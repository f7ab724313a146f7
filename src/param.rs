//! Parameter declarations.
//!
//! A [`ParamDeclaration`] describes one request parameter of a controller
//! action: where it is read from, what it must look like, and what to use
//! when it is missing or invalid.
//!
//! ```rust
//! use restparam::{Constraint, ParamDeclaration};
//!
//! let page = ParamDeclaration::query("page")
//!     .requirements(r"\d+")
//!     .default("1")
//!     .description("Page of the listing");
//!
//! let avatar = ParamDeclaration::file("avatar")
//!     .image(true)
//!     .nullable(true);
//!
//! let raw = ParamDeclaration::request("raw")
//!     .requirements(Constraint::identical_to("expected"))
//!     .strict(false);
//! # let _ = (page, avatar, raw);
//! ```

use crate::constraint::{Constraint, FileOptions};
use crate::error::Error;
use crate::parameters::Parameters;
use crate::request::Request;
use crate::value::{ParamBag, ParamValue};

/// Which request bag a param is read from.
#[derive(Clone, Copy, Debug, Eq, PartialEq)]
pub enum ParamSource {
    /// The query string.
    Query,
    /// The decoded request body.
    Request,
    /// Uploaded files.
    File,
}

/// Declared requirements of a param.
#[derive(Clone, Debug)]
pub enum Requirement {
    /// A regex the whole value must match.
    Pattern(String),
    /// A regex with a custom violation message.
    Rule { rule: String, error_message: String },
    /// Explicit constraints, used as-is.
    Constraints(Vec<Constraint>),
}

impl From<&str> for Requirement {
    fn from(pattern: &str) -> Self {
        Self::Pattern(pattern.to_owned())
    }
}

impl From<String> for Requirement {
    fn from(pattern: String) -> Self {
        Self::Pattern(pattern)
    }
}

impl From<Constraint> for Requirement {
    fn from(constraint: Constraint) -> Self {
        Self::Constraints(vec![constraint])
    }
}

impl From<Vec<Constraint>> for Requirement {
    fn from(constraints: Vec<Constraint>) -> Self {
        Self::Constraints(constraints)
    }
}

/// A named descriptor of one request parameter.
#[derive(Clone, Debug)]
pub struct ParamDeclaration {
    name: String,
    key: Option<String>,
    source: ParamSource,
    requirements: Option<Requirement>,
    default: ParamValue,
    description: Option<String>,
    strict: bool,
    nullable: bool,
    allow_blank: bool,
    map: bool,
    incompatibles: Vec<String>,
    image: bool,
    file_options: FileOptions,
}

impl ParamDeclaration {
    fn new(name: impl Into<String>, source: ParamSource, strict: bool) -> Self {
        Self {
            name: name.into(),
            key: None,
            source,
            requirements: None,
            default: ParamValue::Null,
            description: None,
            strict,
            nullable: false,
            allow_blank: true,
            map: false,
            incompatibles: Vec::new(),
            image: false,
            file_options: FileOptions::default(),
        }
    }

    /// A query-string param. Non-strict by default.
    pub fn query(name: impl Into<String>) -> Self {
        Self::new(name, ParamSource::Query, false)
    }

    /// A request-body param. Strict by default.
    pub fn request(name: impl Into<String>) -> Self {
        Self::new(name, ParamSource::Request, true)
    }

    /// An uploaded-file param. Strict by default.
    pub fn file(name: impl Into<String>) -> Self {
        Self::new(name, ParamSource::File, true)
    }

    // ── Builder ──────────────────────────────────────────────────────────────

    /// Reads the value from `key` instead of the param name.
    pub fn key(mut self, key: impl Into<String>) -> Self {
        self.key = Some(key.into());
        self
    }

    pub fn requirements(mut self, requirements: impl Into<Requirement>) -> Self {
        self.requirements = Some(requirements.into());
        self
    }

    /// A requirement pattern with a custom violation message.
    pub fn rule(mut self, rule: impl Into<String>, error_message: impl Into<String>) -> Self {
        self.requirements = Some(Requirement::Rule {
            rule: rule.into(),
            error_message: error_message.into(),
        });
        self
    }

    /// Default value. String defaults may contain `%name%` placeholders.
    pub fn default(mut self, default: impl Into<ParamValue>) -> Self {
        self.default = default.into();
        self
    }

    pub fn description(mut self, description: impl Into<String>) -> Self {
        self.description = Some(description.into());
        self
    }

    pub fn strict(mut self, strict: bool) -> Self {
        self.strict = strict;
        self
    }

    pub fn nullable(mut self, nullable: bool) -> Self {
        self.nullable = nullable;
        self
    }

    pub fn allow_blank(mut self, allow_blank: bool) -> Self {
        self.allow_blank = allow_blank;
        self
    }

    /// Expects a list or map; constraints apply to every element.
    pub fn map(mut self, map: bool) -> Self {
        self.map = map;
        self
    }

    /// Params that must not be sent together with this one.
    pub fn incompatibles<I, S>(mut self, names: I) -> Self
    where
        I: IntoIterator<Item = S>,
        S: Into<String>,
    {
        self.incompatibles = names.into_iter().map(Into::into).collect();
        self
    }

    /// File params only: require image content.
    pub fn image(mut self, image: bool) -> Self {
        self.image = image;
        self
    }

    /// File params only.
    pub fn max_size(mut self, bytes: u64) -> Self {
        self.file_options.max_size = Some(bytes);
        self
    }

    /// File params only.
    pub fn mime_types<I, S>(mut self, types: I) -> Self
    where
        I: IntoIterator<Item = S>,
        S: Into<String>,
    {
        self.file_options.mime_types = types.into_iter().map(Into::into).collect();
        self
    }

    // ── Accessors ────────────────────────────────────────────────────────────

    pub fn name(&self) -> &str { &self.name }
    pub fn source(&self) -> ParamSource { self.source }
    pub fn default_value(&self) -> &ParamValue { &self.default }
    pub fn description_text(&self) -> Option<&str> { self.description.as_deref() }
    pub fn requirement(&self) -> Option<&Requirement> { self.requirements.as_ref() }
    pub fn is_strict(&self) -> bool { self.strict }
    pub fn is_nullable(&self) -> bool { self.nullable }
    pub fn allows_blank(&self) -> bool { self.allow_blank }
    pub fn is_map(&self) -> bool { self.map }
    pub fn is_image(&self) -> bool { self.image }
    pub fn incompatible_names(&self) -> &[String] { &self.incompatibles }

    /// Key looked up in the request bag.
    pub fn request_key(&self) -> &str {
        self.key.as_deref().unwrap_or(&self.name)
    }

    /// The raw value sent for this param, or `default` when absent or null.
    pub fn value(&self, request: &Request, default: &ParamValue) -> ParamValue {
        let bag: &ParamBag = match self.source {
            ParamSource::Query => request.query(),
            ParamSource::Request => request.form(),
            ParamSource::File => request.files(),
        };
        match bag.get(self.request_key()) {
            Some(value) if !value.is_null() => value.clone(),
            _ => default.clone(),
        }
    }

    /// Copy with placeholders in the default and requirement pattern resolved.
    pub(crate) fn resolved(&self, parameters: &Parameters) -> Result<Self, Error> {
        let mut param = self.clone();
        param.default = parameters.resolve_value(&self.default)?;
        param.requirements = match &self.requirements {
            Some(Requirement::Pattern(p)) => Some(Requirement::Pattern(parameters.resolve(p)?)),
            Some(Requirement::Rule { rule, error_message }) => Some(Requirement::Rule {
                rule: parameters.resolve(rule)?,
                error_message: error_message.clone(),
            }),
            other => other.clone(),
        };
        Ok(param)
    }

    /// Constraints a value of this param is validated against.
    pub fn constraints(&self) -> Result<Vec<Constraint>, Error> {
        match self.source {
            ParamSource::File => self.file_constraints(),
            ParamSource::Query | ParamSource::Request => self.scalar_constraints(),
        }
    }

    fn scalar_constraints(&self) -> Result<Vec<Constraint>, Error> {
        let mut constraints = Vec::new();
        if !self.nullable {
            constraints.push(Constraint::NotNull);
        }
        match &self.requirements {
            Some(Requirement::Pattern(pattern)) => constraints.push(Constraint::regex(
                pattern,
                format!(
                    "Parameter '{}' value, does not match requirements '{pattern}'",
                    self.name
                ),
            )?),
            Some(Requirement::Rule { rule, error_message }) => {
                constraints.push(Constraint::regex(rule, error_message.clone())?);
            }
            Some(Requirement::Constraints(explicit)) => constraints.extend(explicit.iter().cloned()),
            None => {}
        }
        if !self.allow_blank {
            constraints.push(Constraint::NotBlank);
        }
        if self.map {
            let mut mapped = vec![Constraint::All(constraints)];
            if !self.nullable {
                mapped.push(Constraint::NotNull);
            }
            return Ok(mapped);
        }
        Ok(constraints)
    }

    fn file_constraints(&self) -> Result<Vec<Constraint>, Error> {
        let mut constraints = Vec::new();
        if !self.nullable {
            constraints.push(Constraint::NotNull);
        }
        match &self.requirements {
            Some(Requirement::Constraints(explicit)) => constraints.extend(explicit.iter().cloned()),
            Some(_) => {
                return Err(Error::invalid_argument(format!(
                    "File param '{}' only accepts constraint requirements.",
                    self.name
                )));
            }
            None => {}
        }
        constraints.push(if self.image {
            Constraint::Image(self.file_options.clone())
        } else {
            Constraint::File(self.file_options.clone())
        });
        if self.map {
            return Ok(vec![Constraint::All(constraints)]);
        }
        Ok(constraints)
    }
}

#[cfg(test)]
mod tests {
    use super::*;

    #[test]
    fn source_defaults() {
        assert!(!ParamDeclaration::query("q").is_strict());
        assert!(ParamDeclaration::request("r").is_strict());
        assert!(ParamDeclaration::file("f").is_strict());
        let p = ParamDeclaration::query("q");
        assert!(!p.is_nullable() && p.allows_blank() && !p.is_map());
    }

    #[test]
    fn key_falls_back_to_name() {
        assert_eq!(ParamDeclaration::query("q").request_key(), "q");
        assert_eq!(ParamDeclaration::query("q").key("query").request_key(), "query");
    }

    #[test]
    fn scalar_constraint_order() {
        let c = ParamDeclaration::query("foz")
            .requirements("[a-z]+")
            .allow_blank(false)
            .constraints()
            .unwrap();
        assert!(matches!(c[0], Constraint::NotNull));
        assert!(matches!(&c[1], Constraint::Regex { message, .. }
            if message == "Parameter 'foz' value, does not match requirements '[a-z]+'"));
        assert!(matches!(c[2], Constraint::NotBlank));
    }

    #[test]
    fn nullable_params_have_no_not_null() {
        let c = ParamDeclaration::query("bar").nullable(true).constraints().unwrap();
        assert!(c.is_empty());
    }

    #[test]
    fn map_wraps_constraints() {
        let c = ParamDeclaration::request("map").map(true).requirements(r"\d+").constraints().unwrap();
        assert_eq!(c.len(), 2);
        assert!(matches!(&c[0], Constraint::All(inner) if inner.len() == 2));
        assert!(matches!(c[1], Constraint::NotNull));
    }

    #[test]
    fn rule_uses_custom_message() {
        let c = ParamDeclaration::query("id").nullable(true).rule(r"\d+", "id must be numeric")
            .constraints()
            .unwrap();
        assert!(matches!(&c[0], Constraint::Regex { message, .. } if message == "id must be numeric"));
    }

    #[test]
    fn file_constraints() {
        let c = ParamDeclaration::file("img").image(true).map(true).constraints().unwrap();
        let [Constraint::All(inner)] = c.as_slice() else { panic!("expected All") };
        assert!(matches!(inner[0], Constraint::NotNull));
        assert!(matches!(inner[1], Constraint::Image(_)));
        assert!(ParamDeclaration::file("f").requirements(r"\d+").constraints().is_err());
    }
}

###

Search the material above for "types". Copy each line that has it.

Answer box:
    pub fn mime_types<I, S>(mut self, types: I) -> Self
        self.file_options.mime_types = types.into_iter().map(Into::into).collect();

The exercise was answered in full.